//! A narrow, read-mostly view over the underlying Markdown AST.
//!
//! Wraps `comrak`'s arena tree so the rest of the crate only ever sees the
//! capability set the compiler actually needs: kind, parent, first child,
//! next sibling, literal text, unlink, and one attached directive slot.
//! `comrak::nodes::AstNode` carries no user-data slot of its own, so the
//! directive attachment is a side map keyed by node pointer identity,
//! owned by the [`DirectiveMap`] for the whole document.

use std::cell::RefCell;
use std::collections::HashMap;
use std::rc::Rc;

use comrak::nodes::{AstNode, NodeValue};

use crate::diagnostic::NodeSpan;
use crate::directive::Directive;

#[derive(Debug, Clone, Copy, PartialEq, Eq)]
pub enum NodeKind {
    Document,
    Paragraph,
    Heading,
    BlockQuote,
    Code,
    Link,
    Image,
    Other,
}

/// Per-document attached-directive table, keyed by AST node identity.
#[derive(Debug, Default)]
pub struct DirectiveMap {
    attached: RefCell<HashMap<usize, Rc<RefCell<Directive>>>>,
}

impl DirectiveMap {
    #[must_use]
    pub fn new() -> Self {
        Self::default()
    }
}

fn node_id(ast: &AstNode<'_>) -> usize {
    std::ptr::from_ref(ast) as usize
}

/// Read-mostly handle onto one AST node.
#[derive(Clone, Copy)]
pub struct Node<'a, 'm> {
    ast: &'a AstNode<'a>,
    directives: &'m DirectiveMap,
}

impl<'a, 'm> Node<'a, 'm> {
    #[must_use]
    pub fn new(ast: &'a AstNode<'a>, directives: &'m DirectiveMap) -> Self {
        Self { ast, directives }
    }

    #[must_use]
    pub fn kind(&self) -> NodeKind {
        match &self.ast.data.borrow().value {
            NodeValue::Document => NodeKind::Document,
            NodeValue::Paragraph => NodeKind::Paragraph,
            NodeValue::Heading(_) => NodeKind::Heading,
            NodeValue::BlockQuote => NodeKind::BlockQuote,
            NodeValue::Code(_) => NodeKind::Code,
            NodeValue::Link(_) => NodeKind::Link,
            NodeValue::Image(_) => NodeKind::Image,
            _ => NodeKind::Other,
        }
    }

    #[must_use]
    pub fn parent(&self) -> Option<Node<'a, 'm>> {
        self.ast.parent().map(|p| Node::new(p, self.directives))
    }

    #[must_use]
    pub fn first_child(&self) -> Option<Node<'a, 'm>> {
        self.ast.first_child().map(|c| Node::new(c, self.directives))
    }

    #[must_use]
    pub fn next_sibling(&self) -> Option<Node<'a, 'm>> {
        self.ast.next_sibling().map(|s| Node::new(s, self.directives))
    }

    #[must_use]
    pub fn is_first_child_of_parent(&self) -> bool {
        match self.parent().and_then(|p| p.first_child()) {
            Some(first) => std::ptr::eq(first.ast, self.ast),
            None => false,
        }
    }

    /// Literal text for inline `Code` and `Text` nodes; `None` otherwise.
    #[must_use]
    pub fn literal(&self) -> Option<String> {
        match &self.ast.data.borrow().value {
            NodeValue::Code(c) => Some(c.literal.clone()),
            NodeValue::Text(t) => Some(t.clone()),
            _ => None,
        }
    }

    #[must_use]
    pub fn span(&self) -> NodeSpan {
        self.ast.data.borrow().sourcepos.into()
    }

    /// Link destination, for `Link` nodes.
    #[must_use]
    pub fn link_url(&self) -> Option<String> {
        match &self.ast.data.borrow().value {
            NodeValue::Link(l) => Some(l.url.clone()),
            _ => None,
        }
    }

    /// Detaches this node (and its subtree) from the document.
    pub fn unlink(&self) {
        self.ast.detach();
    }

    pub fn attach_directive(&self, directive: Rc<RefCell<Directive>>) {
        self.directives
            .attached
            .borrow_mut()
            .insert(node_id(self.ast), directive);
    }

    #[must_use]
    pub fn directive(&self) -> Option<Rc<RefCell<Directive>>> {
        self.directives
            .attached
            .borrow()
            .get(&node_id(self.ast))
            .cloned()
    }
}

/// Depth-first preorder iterator over an AST subtree.
pub struct Preorder<'a, 'm> {
    stack: Vec<Node<'a, 'm>>,
}

impl<'a, 'm> Preorder<'a, 'm> {
    #[must_use]
    pub fn new(root: Node<'a, 'm>) -> Self {
        Self { stack: vec![root] }
    }
}

impl<'a, 'm> Iterator for Preorder<'a, 'm> {
    type Item = Node<'a, 'm>;

    fn next(&mut self) -> Option<Self::Item> {
        let node = self.stack.pop()?;
        let mut children = vec![];
        let mut child = node.first_child();
        while let Some(c) = child {
            child = c.next_sibling();
            children.push(c);
        }
        children.reverse();
        self.stack.extend(children);
        Some(node)
    }
}

#[cfg(test)]
mod tests {
    use super::*;
    use comrak::{Arena, Options};

    #[test]
    fn preorder_visits_document_before_children() {
        let arena = Arena::new();
        let root = comrak::parse_document(&arena, "# Title\n\nbody\n", &Options::default());
        let directives = DirectiveMap::new();
        let node = Node::new(root, &directives);
        let kinds: Vec<_> = Preorder::new(node).map(|n| n.kind()).collect();
        assert_eq!(kinds[0], NodeKind::Document);
        assert!(kinds.contains(&NodeKind::Heading));
        assert!(kinds.contains(&NodeKind::Paragraph));
    }

    #[test]
    fn attach_and_read_back_directive() {
        use crate::directive::{Directive, Kind};

        let arena = Arena::new();
        let root = comrak::parse_document(&arena, "body\n", &Options::default());
        let directives = DirectiveMap::new();
        let node = Node::new(root, &directives);
        assert!(node.directive().is_none());
        node.attach_directive(Rc::new(RefCell::new(Directive::new(Kind::Text))));
        assert!(node.directive().is_some());
    }
}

......

▶ **Task statement**
Of the lines above, show those in which "BlockQuote" appears.

▶ **Task result**
    BlockQuote,
            NodeValue::BlockQuote => NodeKind::BlockQuote,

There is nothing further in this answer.